The focus of the exhibitions and events is to exhibit in unusual buildings with complex histories
that can be rented by the hour, away from traditional white wall gallery spaces.These exhibitions
are site specific and the building itself works as an integral part of the artworks.We are aiming
for the idea of an architectural “gesamkunstwerk”.
Several exhibitions over the years have been set in a very tired run down hotel in central
London (Clearlake Hotel in South Kensington) that now is being repurposed by a developer. The
hotel housed several separate apartments and had a chequered history having in the past been
used as a brothel, a place to deal drugs from and generally a very low budget place to stay
frequented by a very large variety of people.

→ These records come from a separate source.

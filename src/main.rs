mod config;
mod coverage;
mod db;
mod error;
mod handlers;
mod middleware;
mod models;
mod openapi;
mod startup;

use std::sync::Arc;
use tokio::net::TcpListener;
use tracing_subscriber::{layer::SubscriberExt, util::SubscriberInitExt};

pub use config::AppConfig;
pub use error::{AppError, AppResult};
pub use handlers::MetricsState;

#[derive(Clone)]
pub struct AppState {
    pub db: sqlx::PgPool,
    pub config: AppConfig,
    pub metrics: Arc<MetricsState>,
}

#[tokio::main]
async fn main() -> Result<(), Box<dyn std::error::Error>> {
    // Initialize tracing with conditional JSON/text output
    let use_json = std::env::var("LOG_FORMAT")
        .unwrap_or_else(|_| "text".to_string()) == "json";

    let env_filter = tracing_subscriber::EnvFilter::try_from_default_env()
        .unwrap_or_else(|_| "info,covrota_axum=debug,tower_http=debug".into());

    if use_json {
        // Structured JSON logging for production
        tracing_subscriber::registry()
            .with(env_filter)
            .with(tracing_subscriber::fmt::layer().json())
            .init();
    } else {
        // Human-readable for development
        tracing_subscriber::registry()
            .with(env_filter)
            .with(tracing_subscriber::fmt::layer())
            .init();
    }

    // Load environment variables
    dotenvy::dotenv().ok();

    // Load configuration
    let config = AppConfig::from_env().map_err(|e| {
        tracing::error!("Configuration error: {}", e);
        e
    })?;

    // Create database pool
    let db = db::create_pool(&config.database_url).await.map_err(|e| {
        tracing::error!("Failed to create database pool: {}", e);
        e
    })?;

    tracing::info!("Database pool created successfully");

    // Initialize metrics recorder
    let metrics_state = Arc::new(handlers::setup_metrics_recorder());

    // Create application state
    let bind_addr = config.bind_addr.clone();
    let state = Arc::new(AppState {
        db,
        config,
        metrics: metrics_state,
    });

    // Build router
    let app = startup::build_router(state);

    // Start server
    let listener = TcpListener::bind(&bind_addr).await?;
    tracing::info!("Server listening on {}", listener.local_addr()?);

    axum::serve(listener, app).await?;

    Ok(())
}
use chrono::NaiveTime;
use serde::{Deserialize, Serialize};
use utoipa::ToSchema;

/// Input DTO for creating a staffing requirement
#[derive(Debug, Clone, Serialize, Deserialize, ToSchema)]
pub struct CreateRequirementInput {
    pub schedule_id: i32,
    pub day_of_week: i16,
    pub start_time: String,
    pub end_time: String,
    pub min_employees: i32,
    pub min_supervisors: Option<i32>,
    pub notes: Option<String>,
}

/// Input DTO for updating a staffing requirement
#[derive(Debug, Clone, Serialize, Deserialize, ToSchema)]
pub struct UpdateRequirementInput {
    pub day_of_week: Option<i16>,
    pub start_time: Option<String>,
    pub end_time: Option<String>,
    pub min_employees: Option<i32>,
    pub min_supervisors: Option<i32>,
    pub notes: Option<String>,
    pub active: Option<bool>,
}

/// Response after successful mutation
#[derive(Debug, Clone, Serialize, Deserialize, ToSchema)]
pub struct RequirementMutationResponse {
    pub success: bool,
    pub requirement_id: Option<i32>,
    pub message: Option<String>,
}

/// Parse a clock time supplied as `HH:MM` or `HH:MM:SS`.
pub fn parse_time_of_day(value: &str) -> Option<NaiveTime> {
    NaiveTime::parse_from_str(value, "%H:%M:%S")
        .or_else(|_| NaiveTime::parse_from_str(value, "%H:%M"))
        .ok()
}

impl CreateRequirementInput {
    /// Contract checks for new rules. Times must parse, the day must be a
    /// real weekday number, minimums must be non-negative, and the window
    /// must not be empty (equal start and end).
    pub fn validate(&self) -> Result<(), String> {
        validate_rule_fields(
            self.day_of_week,
            Some(self.start_time.as_str()),
            Some(self.end_time.as_str()),
            Some(self.min_employees),
            self.min_supervisors,
        )?;

        // Both times are present on create, so the empty-window check
        // always applies here.
        if self.start_time_parsed() == self.end_time_parsed() {
            return Err("start_time and end_time must differ".to_string());
        }

        Ok(())
    }

    fn start_time_parsed(&self) -> Option<NaiveTime> {
        parse_time_of_day(&self.start_time)
    }

    fn end_time_parsed(&self) -> Option<NaiveTime> {
        parse_time_of_day(&self.end_time)
    }
}

impl UpdateRequirementInput {
    pub fn validate(&self) -> Result<(), String> {
        let day_of_week = self.day_of_week.unwrap_or(0);
        validate_rule_fields(
            day_of_week,
            self.start_time.as_deref(),
            self.end_time.as_deref(),
            self.min_employees,
            self.min_supervisors,
        )
    }
}

fn validate_rule_fields(
    day_of_week: i16,
    start_time: Option<&str>,
    end_time: Option<&str>,
    min_employees: Option<i32>,
    min_supervisors: Option<i32>,
) -> Result<(), String> {
    if !(0..=6).contains(&day_of_week) {
        return Err(format!(
            "day_of_week must be 0 (Sunday) through 6 (Saturday), got {}",
            day_of_week
        ));
    }

    if let Some(start) = start_time {
        if parse_time_of_day(start).is_none() {
            return Err(format!("start_time '{}' is not a valid HH:MM time", start));
        }
    }
    if let Some(end) = end_time {
        if parse_time_of_day(end).is_none() {
            return Err(format!("end_time '{}' is not a valid HH:MM time", end));
        }
    }

    if let Some(min) = min_employees {
        if min < 0 {
            return Err("min_employees must not be negative".to_string());
        }
    }
    if let Some(min) = min_supervisors {
        if min < 0 {
            return Err("min_supervisors must not be negative".to_string());
        }
    }

    Ok(())
}

#[cfg(test)]
mod tests {
    use super::*;

    fn input() -> CreateRequirementInput {
        CreateRequirementInput {
            schedule_id: 1,
            day_of_week: 1,
            start_time: "09:00".to_string(),
            end_time: "17:00".to_string(),
            min_employees: 2,
            min_supervisors: None,
            notes: None,
        }
    }

    #[test]
    fn accepts_well_formed_input() {
        assert!(input().validate().is_ok());
    }

    #[test]
    fn accepts_cross_midnight_window() {
        let mut i = input();
        i.start_time = "21:00".to_string();
        i.end_time = "01:00".to_string();
        assert!(i.validate().is_ok());
    }

    #[test]
    fn rejects_out_of_range_day_of_week() {
        let mut i = input();
        i.day_of_week = 7;
        assert!(i.validate().is_err());
    }

    #[test]
    fn rejects_unparseable_time() {
        let mut i = input();
        i.start_time = "9am".to_string();
        assert!(i.validate().is_err());
    }

    #[test]
    fn rejects_empty_window() {
        let mut i = input();
        i.end_time = i.start_time.clone();
        assert!(i.validate().is_err());
    }

    #[test]
    fn rejects_negative_minimum() {
        let mut i = input();
        i.min_employees = -1;
        assert!(i.validate().is_err());
    }

    #[test]
    fn parses_both_time_formats() {
        assert!(parse_time_of_day("09:00").is_some());
        assert!(parse_time_of_day("09:00:30").is_some());
        assert!(parse_time_of_day("24:00").is_none());
        assert!(parse_time_of_day("").is_none());
    }
}
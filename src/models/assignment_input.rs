use chrono::NaiveDate;
use serde::{Deserialize, Serialize};
use utoipa::ToSchema;
use uuid::Uuid;

/// Input DTO for creating a new assignment
#[derive(Debug, Clone, Serialize, Deserialize, ToSchema)]
pub struct CreateAssignmentInput {
    pub schedule_id: i32,
    pub employee_id: i32,
    pub shift_label: Option<String>,
    pub start: String,
    pub end: String,
    pub published: bool,
    pub date: NaiveDate,
}

/// Input DTO for updating an existing assignment
#[derive(Debug, Clone, Serialize, Deserialize, ToSchema)]
pub struct UpdateAssignmentInput {
    pub schedule_id: Option<i32>,
    pub employee_id: Option<i32>,
    pub shift_label: Option<String>,
    pub start: Option<String>,
    pub end: Option<String>,
    pub published: Option<bool>,
    pub date: Option<NaiveDate>,
}

/// Response after successful mutation
#[derive(Debug, Clone, Serialize, Deserialize, ToSchema)]
pub struct AssignmentMutationResponse {
    pub success: bool,
    pub assignment_uuid: Option<Uuid>,
    pub message: Option<String>,
}
use chrono::{NaiveDate, NaiveDateTime};
use serde::{Deserialize, Serialize};
use sqlx::FromRow;
use utoipa::ToSchema;
use uuid::Uuid;

/// One employee scheduled to one shift on one date.
///
/// `start`/`end` are clock times rendered as `HH:MM` by the queries that
/// load this row. An `end` before `start` means the shift runs past
/// midnight into the next calendar day.
#[derive(Debug, Clone, Serialize, Deserialize, FromRow, ToSchema)]
pub struct Assignment {
    pub uuid: Uuid,
    pub schedule_id: i32,
    pub employee_id: i32,
    pub shift_label: Option<String>,
    pub start: String,
    pub end: String,
    pub published: bool,
    pub date: NaiveDate,
    pub created_at: NaiveDateTime,
}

The interiors were very shabby and dated. Walking through this labyrinth environment of the
apartments what struck us as artists was how the building felt like a heaving, fragile, unstable
and decaying body. The auratic feel of the individual apartments were heightened by the peeling
wallpaper, tired and greasy kitchens, leaking taps and humming bathrooms. The building had its
own noises and a weakening appearence, much like a human body breaking down as it ages
over its lifespan. We imagined each apartment could almost represent a different part of the
human body, for example the nervous system,the cerebral cortex etc, but the individual artworks
evoked less literal responses to the building. We wanted to create an immersive experience
where the art interventions dissected the interiors looking inward and then mirrored and
reflected the architecture back at the viewer, creating new narratives and imagined stories. By
treating the hotel as a decaying organism we had the freedom to create sensory, oral, abstract
and psycho social environments to create a unique experience for the viewer. We wanted to
raise questions of who slept in those beds, sat in each chair etc and make the artworks respond
to some of the activities that may or may not have happened in such a transient space.
As Bernard Tschumi writes “buildings only truly come alive on the point of collapse.”